More Christian suffering in today's 3rd circuit ruling in Wilkerson v New Media Technology Charter School.
What strikes me as indefensible, however, is for the State to compel the photographer to shoot a "wedding" that its own laws evidently regard as a sham with no legal effect. She's discriminating based on the legality what gay couples are asking her to photograph, not based on their sexual orientation. I don't think she even has to make it a religious accommodation issue. I think she's entitled make a decision to shoot only weddings that the state law recognizes as lawful, and should be able to refuse to photograph all other "weddings."

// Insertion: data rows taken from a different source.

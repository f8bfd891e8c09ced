//! Levenshtein-based "did you mean" suggestions.

/// Find the closest candidate. Returns None when the best distance exceeds
/// half the longer string (too dissimilar).
pub(crate) fn fuzzy_match<'a, S: AsRef<str>>(input: &str, candidates: &'a [S]) -> Option<&'a str> {
    let input_lower = input.to_lowercase();
    let mut best: Option<(&str, usize)> = None;

    for candidate in candidates {
        let candidate = candidate.as_ref();
        let dist = levenshtein(&input_lower, &candidate.to_lowercase());
        match best {
            None => best = Some((candidate, dist)),
            Some((_, best_dist)) if dist < best_dist => best = Some((candidate, dist)),
            _ => {}
        }
    }

    best.and_then(|(name, dist)| {
        let max_len = input.len().max(name.len());
        if dist <= max_len / 2 {
            Some(name)
        } else {
            None
        }
    })
}

/// Levenshtein edit distance between two strings.
pub(crate) fn levenshtein(a: &str, b: &str) -> usize {
    let a: Vec<char> = a.chars().collect();
    let b: Vec<char> = b.chars().collect();
    let n = b.len();

    let mut prev = (0..=n).collect::<Vec<_>>();
    let mut curr = vec![0; n + 1];

    for (i, ca) in a.iter().enumerate() {
        curr[0] = i + 1;
        for (j, cb) in b.iter().enumerate() {
            let cost = usize::from(ca != cb);
            curr[j + 1] = (prev[j + 1] + 1).min(curr[j] + 1).min(prev[j] + cost);
        }
        std::mem::swap(&mut prev, &mut curr);
    }

    prev[n]
}

#[cfg(test)]
mod tests {
    use super::*;

    #[test]
    fn distances() {
        assert_eq!(levenshtein("kitten", "sitting"), 3);
        assert_eq!(levenshtein("", "abc"), 3);
        assert_eq!(levenshtein("Exists", "Exists"), 0);
    }

    #[test]
    fn suggests_close_operator() {
        let ops = ["Equals", "GreaterThan", "Exists"];
        assert_eq!(fuzzy_match("GreaterThen", &ops), Some("GreaterThan"));
        assert_eq!(fuzzy_match("equal", &ops), Some("Equals"));
        assert_eq!(fuzzy_match("Contains", &ops), None);
    }
}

This is a strange tangent, but oh well: Requiring a person to enter into a is different than requiring a business to not discriminate. Saying that there is no difference doesn't make it so.
What are the terms of the contract that you want the government to force upon the photographer? What if she wants an arbitration clause but the sub doesn't? What if she demands that the sub (that she doesn't want in the first place)indemnify her for any liability for the job? Who wins? What if she can't find a sub that is available for the event date?
@Unbeliever: Is it illegal to discriminate against satanists?
@Wayne Jarvis: Why would it be a problem to define the contract? I don't recall ever negotiating with photographers about arbitration clauses, but then again, I'm not married.
@CPDL: I would imagine such plaintiffs would have some difficulty convincing a court that satanism is a legit religion. Usually, courts don't get into this kind of thing, but in this case they might ask the plaintiffs to explain this aspect. If and to the extent that satanism is a legit religion, giving it the same protection as other religions doesn't seem like a problem to me.
This seems like a good argument to me. I'd also say though that, even if NM recognized gay marriages, she wouldn't have to take their pictures, any more than Velazquez, if he were alive today, would have to take on a commission to paint them if he didn't want to for religious reasons.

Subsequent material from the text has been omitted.